◆ Stored items
════════

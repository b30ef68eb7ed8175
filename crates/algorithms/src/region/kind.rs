//! Parsed regions

use std::fmt;
use std::path::PathBuf;

use basinmask_core::raster::Raster;
use basinmask_core::vector::FeatureCollection;
use basinmask_core::{BoundingBox, Error, Result};
use serde::{Deserialize, Serialize};
use serde_json::{json, Map, Value};

use crate::hydrology::{BasinKind, BasinRequest};

/// Kind of a parsed region
#[derive(Debug, Clone, Copy, PartialEq, Eq, Hash, Serialize, Deserialize)]
#[serde(rename_all = "lowercase")]
pub enum RegionKind {
    Model,
    Geom,
    Grid,
    Basin,
    Subbasin,
    Interbasin,
    Outlet,
}

impl RegionKind {
    pub fn as_str(self) -> &'static str {
        match self {
            RegionKind::Model => "model",
            RegionKind::Geom => "geom",
            RegionKind::Grid => "grid",
            RegionKind::Basin => "basin",
            RegionKind::Subbasin => "subbasin",
            RegionKind::Interbasin => "interbasin",
            RegionKind::Outlet => "outlet",
        }
    }

    /// Auxiliary keys meaningful for the kind
    pub fn auxiliary_keys(self) -> &'static [&'static str] {
        match self {
            RegionKind::Basin => &["uparea", "strord", "outlets", "buffer"],
            RegionKind::Subbasin | RegionKind::Interbasin => {
                &["uparea", "strord", "bounds", "outlets", "buffer"]
            }
            RegionKind::Model | RegionKind::Geom | RegionKind::Grid | RegionKind::Outlet => &[],
        }
    }
}

impl fmt::Display for RegionKind {
    fn fmt(&self, f: &mut fmt::Formatter<'_>) -> fmt::Result {
        f.write_str(self.as_str())
    }
}

/// Selection parameters of basin, subbasin and interbasin regions
#[derive(Debug, Clone, Default)]
pub struct BasinSelection {
    pub basid: Option<Vec<u32>>,
    pub xy: Option<Vec<(f64, f64)>>,
    pub bbox: Option<BoundingBox>,
    /// Polygonal mask
    pub geom: Option<FeatureCollection>,
    pub bounds: Option<BoundingBox>,
    pub uparea: Option<f64>,
    pub strord: Option<u8>,
    pub outlets: bool,
    pub buffer: Option<usize>,
}

impl BasinSelection {
    fn params(&self) -> Map<String, Value> {
        let mut map = Map::new();
        if let Some(ids) = &self.basid {
            map.insert("basid".into(), json!(ids));
        }
        if let Some(xy) = &self.xy {
            let pairs: Vec<[f64; 2]> = xy.iter().map(|&(x, y)| [x, y]).collect();
            map.insert("xy".into(), json!(pairs));
        }
        if let Some(bbox) = &self.bbox {
            map.insert("bbox".into(), json!(bbox.to_array()));
        }
        if let Some(geom) = &self.geom {
            map.insert("geom".into(), geometry_summary(geom));
        }
        if let Some(bounds) = &self.bounds {
            map.insert("bounds".into(), json!(bounds.to_array()));
        }
        if let Some(uparea) = self.uparea {
            map.insert("uparea".into(), json!(uparea));
        }
        if let Some(strord) = self.strord {
            map.insert("strord".into(), json!(strord));
        }
        if self.outlets {
            map.insert("outlets".into(), json!(true));
        }
        if let Some(buffer) = self.buffer {
            map.insert("buffer".into(), json!(buffer));
        }
        map
    }

    fn to_request(&self, kind: BasinKind) -> BasinRequest {
        BasinRequest {
            kind,
            basid: self.basid.clone(),
            xy: self.xy.clone(),
            bbox: self.bbox,
            geom: self.geom.as_ref().map(FeatureCollection::to_multi_polygon),
            bounds: self.bounds,
            strord: self.strord,
            uparea: self.uparea,
            buffer: self.buffer.unwrap_or(0),
            outlets: self.outlets,
        }
    }
}

fn geometry_summary(fc: &FeatureCollection) -> Value {
    json!({
        "features": fc.len(),
        "bounds": fc.total_bounds().map(|b| b.to_array()),
    })
}

/// A validated region
#[derive(Debug, Clone)]
pub enum Region {
    Model { name: String, root: PathBuf },
    Geom { geom: FeatureCollection },
    Grid { grid: Raster<f64> },
    Basin(BasinSelection),
    Subbasin(BasinSelection),
    Interbasin(BasinSelection),
    Outlet { bbox: BoundingBox },
}

impl Region {
    pub fn kind(&self) -> RegionKind {
        match self {
            Region::Model { .. } => RegionKind::Model,
            Region::Geom { .. } => RegionKind::Geom,
            Region::Grid { .. } => RegionKind::Grid,
            Region::Basin(_) => RegionKind::Basin,
            Region::Subbasin(_) => RegionKind::Subbasin,
            Region::Interbasin(_) => RegionKind::Interbasin,
            Region::Outlet { .. } => RegionKind::Outlet,
        }
    }

    /// The parameters set on the region as a JSON object.
    ///
    /// Geometries and rasters appear as a summary of their extent.
    pub fn params(&self) -> Value {
        let map = match self {
            Region::Model { name, root } => {
                let mut map = Map::new();
                map.insert("name".into(), json!(name));
                map.insert("root".into(), json!(root.to_string_lossy()));
                map
            }
            Region::Geom { geom } => {
                let mut map = Map::new();
                map.insert("geom".into(), geometry_summary(geom));
                map
            }
            Region::Grid { grid } => {
                let mut map = Map::new();
                map.insert(
                    "grid".into(),
                    json!({
                        "shape": [grid.rows(), grid.cols()],
                        "bounds": grid.bounds().to_array(),
                    }),
                );
                map
            }
            Region::Basin(sel) | Region::Subbasin(sel) | Region::Interbasin(sel) => sel.params(),
            Region::Outlet { bbox } => {
                let mut map = Map::new();
                map.insert("bbox".into(), json!(bbox.to_array()));
                map
            }
        };
        Value::Object(map)
    }

    pub fn selection(&self) -> Option<&BasinSelection> {
        match self {
            Region::Basin(sel) | Region::Subbasin(sel) | Region::Interbasin(sel) => Some(sel),
            _ => None,
        }
    }

    /// Basin geometry request for basin-like regions.
    ///
    /// An outlet region becomes an interbasin request over its box with
    /// `outlets` set.
    pub fn basin_request(&self) -> Result<BasinRequest> {
        match self {
            Region::Basin(sel) => Ok(sel.to_request(BasinKind::Basin)),
            Region::Subbasin(sel) => Ok(sel.to_request(BasinKind::Subbasin)),
            Region::Interbasin(sel) => Ok(sel.to_request(BasinKind::Interbasin)),
            Region::Outlet { bbox } => Ok(BasinRequest {
                kind: BasinKind::Interbasin,
                bbox: Some(*bbox),
                outlets: true,
                ..Default::default()
            }),
            other => Err(Error::InvalidRegionValue {
                key: other.kind().to_string(),
                reason: "region does not select basins".into(),
            }),
        }
    }
}

#[cfg(test)]
mod tests {
    use super::*;

    #[test]
    fn test_kind_serde() {
        assert_eq!(serde_json::to_string(&RegionKind::Interbasin).unwrap(), "\"interbasin\"");
        let k: RegionKind = serde_json::from_str("\"outlet\"").unwrap();
        assert_eq!(k, RegionKind::Outlet);
        assert_eq!(RegionKind::Subbasin.to_string(), "subbasin");
    }

    #[test]
    fn test_params_name_set_keys() {
        let region = Region::Subbasin(BasinSelection {
            xy: Some(vec![(1.0, -1.0)]),
            uparea: Some(5.0),
            bounds: Some(BoundingBox::new(0.0, -5.0, 3.0, 0.0)),
            ..Default::default()
        });
        let params = region.params();
        let obj = params.as_object().unwrap();
        assert_eq!(obj.len(), 3);
        assert_eq!(params["xy"], json!([[1.0, -1.0]]));
        assert_eq!(params["bounds"], json!([0.0, -5.0, 3.0, 0.0]));
    }

    #[test]
    fn test_outlet_request() {
        let region = Region::Outlet {
            bbox: BoundingBox::new(0.0, 0.0, 1.0, 1.0),
        };
        let req = region.basin_request().unwrap();
        assert_eq!(req.kind, BasinKind::Interbasin);
        assert!(req.outlets);
        assert_eq!(req.bbox, Some(BoundingBox::new(0.0, 0.0, 1.0, 1.0)));

        let geom = Region::Geom {
            geom: FeatureCollection::new(),
        };
        assert!(matches!(geom.basin_request(), Err(Error::InvalidRegionValue { .. })));
    }
}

════════

◆ Work instruction
Copy out the entries exactly. Begin at the first line and end with the line that has "a parsed region".

◆ Answer to this problem
repository b30ef68eb7ed8175
filename crates/algorithms/src/region/kind.rs
//! Parsed regions

use std::fmt;
use std::path::PathBuf;

use basinmask_core::raster::Raster;
use basinmask_core::vector::FeatureCollection;
use basinmask_core::{BoundingBox, Error, Result};
use serde::{Deserialize, Serialize};
use serde_json::{json, Map, Value};

use crate::hydrology::{BasinKind, BasinRequest};

/// Kind of a parsed region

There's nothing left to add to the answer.